The University of Akron High School Indoor Meet Waiver Form

Emergency Medical Authorization
I am aware of the risks, hazards and inherent dangers that may arise due to my child's participation in the University of Akron Indoor Track & Field Meet being held at The University of Akron. (collecively referred to as the "UNIVERSITY").

In consideration for being allowed to participate in said activity, I herby release, waive and discharge UNIVERSITY, its instructors, agents, and employees from every claim, liability or demand of any kind sustained, whether caused by negligence of the UNIVERSITY or otherwise.
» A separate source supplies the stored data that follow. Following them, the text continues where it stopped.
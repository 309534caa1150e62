//! HTML extraction for the careers portal results page.
//!
//! Listing fields are extracted into opaque JSON records; the orchestration
//! core never looks inside them.

use jobscout_portal::{Result, ScrapeError};
use scraper::{ElementRef, Html, Selector};
use serde_json::{json, Value as JsonValue};
use std::sync::OnceLock;

fn results_selector() -> &'static Selector {
    static SELECTOR: OnceLock<Selector> = OnceLock::new();
    SELECTOR.get_or_init(|| Selector::parse("#job-results").expect("valid selector"))
}

fn listing_selector() -> &'static Selector {
    static SELECTOR: OnceLock<Selector> = OnceLock::new();
    SELECTOR.get_or_init(|| Selector::parse(".job-listing").expect("valid selector"))
}

fn title_selector() -> &'static Selector {
    static SELECTOR: OnceLock<Selector> = OnceLock::new();
    SELECTOR.get_or_init(|| Selector::parse(".job-title").expect("valid selector"))
}

fn employer_selector() -> &'static Selector {
    static SELECTOR: OnceLock<Selector> = OnceLock::new();
    SELECTOR.get_or_init(|| Selector::parse(".job-employer").expect("valid selector"))
}

fn location_selector() -> &'static Selector {
    static SELECTOR: OnceLock<Selector> = OnceLock::new();
    SELECTOR.get_or_init(|| Selector::parse(".job-location").expect("valid selector"))
}

fn closing_date_selector() -> &'static Selector {
    static SELECTOR: OnceLock<Selector> = OnceLock::new();
    SELECTOR.get_or_init(|| Selector::parse(".job-closing-date").expect("valid selector"))
}

fn link_selector() -> &'static Selector {
    static SELECTOR: OnceLock<Selector> = OnceLock::new();
    SELECTOR.get_or_init(|| Selector::parse("a[href]").expect("valid selector"))
}

/// Parse job listings out of a portal results page.
///
/// # Errors
/// Returns `ScrapeError::ExtractionFailed` if the results container is
/// missing (page structure changed or the session was bounced to a login
/// page) or a listing lacks its required title.
pub fn parse_listings(html: &str) -> Result<Vec<JsonValue>> {
    let document = Html::parse_document(html);

    let container = document
        .select(results_selector())
        .next()
        .ok_or_else(|| {
            ScrapeError::ExtractionFailed("job results container not found".to_string())
        })?;

    let mut listings = Vec::new();
    for row in container.select(listing_selector()) {
        listings.push(parse_listing(row)?);
    }

    tracing::debug!(count = listings.len(), "parsed job listings");

    Ok(listings)
}

fn parse_listing(row: ElementRef<'_>) -> Result<JsonValue> {
    let title = text_of(row, title_selector()).ok_or_else(|| {
        ScrapeError::ExtractionFailed("listing is missing a job title".to_string())
    })?;

    let link = row
        .select(link_selector())
        .next()
        .and_then(|a| a.value().attr("href"))
        .map(str::to_string);

    Ok(json!({
        "title": title,
        "employer": text_of(row, employer_selector()),
        "location": text_of(row, location_selector()),
        "closing_date": text_of(row, closing_date_selector()),
        "url": link,
    }))
}

fn text_of(row: ElementRef<'_>, selector: &Selector) -> Option<String> {
    let element = row.select(selector).next()?;
    let text = element.text().collect::<String>().trim().to_string();
    if text.is_empty() {
        None
    } else {
        Some(text)
    }
}

#[cfg(test)]
mod tests {
    use super::*;

    const RESULTS_PAGE: &str = r#"
        <html><body>
        <div id="job-results">
            <div class="job-listing">
                <a href="/jobs/101"><span class="job-title">Software Engineer</span></a>
                <span class="job-employer">Acme Corp</span>
                <span class="job-location">Sydney</span>
                <span class="job-closing-date">2026-09-30</span>
            </div>
            <div class="job-listing">
                <a href="/jobs/102"><span class="job-title">Data Analyst</span></a>
                <span class="job-employer">Initech</span>
                <span class="job-location">Melbourne</span>
            </div>
            <div class="job-listing">
                <span class="job-title">Graduate Developer</span>
            </div>
        </div>
        </body></html>
    "#;

    #[test]
    fn test_parse_listings() {
        let listings = parse_listings(RESULTS_PAGE).expect("parse listings");
        assert_eq!(listings.len(), 3);

        assert_eq!(listings[0]["title"], "Software Engineer");
        assert_eq!(listings[0]["employer"], "Acme Corp");
        assert_eq!(listings[0]["location"], "Sydney");
        assert_eq!(listings[0]["closing_date"], "2026-09-30");
        assert_eq!(listings[0]["url"], "/jobs/101");

        // Optional fields absent from the row come through as null
        assert!(listings[1]["closing_date"].is_null());
        assert!(listings[2]["employer"].is_null());
        assert!(listings[2]["url"].is_null());
    }

    #[test]
    fn test_parse_empty_results() {
        let html = r#"<html><body><div id="job-results"></div></body></html>"#;
        let listings = parse_listings(html).expect("parse empty results");
        assert!(listings.is_empty());
    }

    #[test]
    fn test_parse_missing_container() {
        // A login redirect page has no results container
        let html = r#"<html><body><form id="login">Please sign in</form></body></html>"#;
        let result = parse_listings(html);
        assert!(matches!(result, Err(ScrapeError::ExtractionFailed(_))));
    }

    #[test]
    fn test_parse_listing_missing_title() {
        let html = r#"
            <div id="job-results">
                <div class="job-listing"><span class="job-employer">Acme</span></div>
            </div>
        "#;
        let result = parse_listings(html);
        assert!(matches!(result, Err(ScrapeError::ExtractionFailed(_))));
    }
}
This release shall be binding upon any heirs, administrators, executors and assigns of mine.

I further agree to indemnify the UNIVERSITY from any loss, liability, damage, or cost they may incur during participation in said activity in any way whether caused by the UNIVERSITY or otherwise.

In the event of illness or injury resulting or arising directly or indirectly out of said activity, I hereby give my my consent and authorization for (1) the administration of emergency first aid care and treatment at the scene of the emergency by faculty, staff memebrs or volunteers of the UNIVERSITY or (2) the adminstration of any treatment deemed necessary by a licensed physician or dentist and (3) the transfer to any hospital reasonably accessible. The authorization is not intended to cover major surgery unless the medical opinions of two (2) licensed physicians or dentists, concurring in the necessity for such surgery, are obtained prior to the performance of such surgery.

I further declare and warrant that I am covered by sufficient medical and dental insurance and that such insurance will remain in effect during my child's participation in said activity.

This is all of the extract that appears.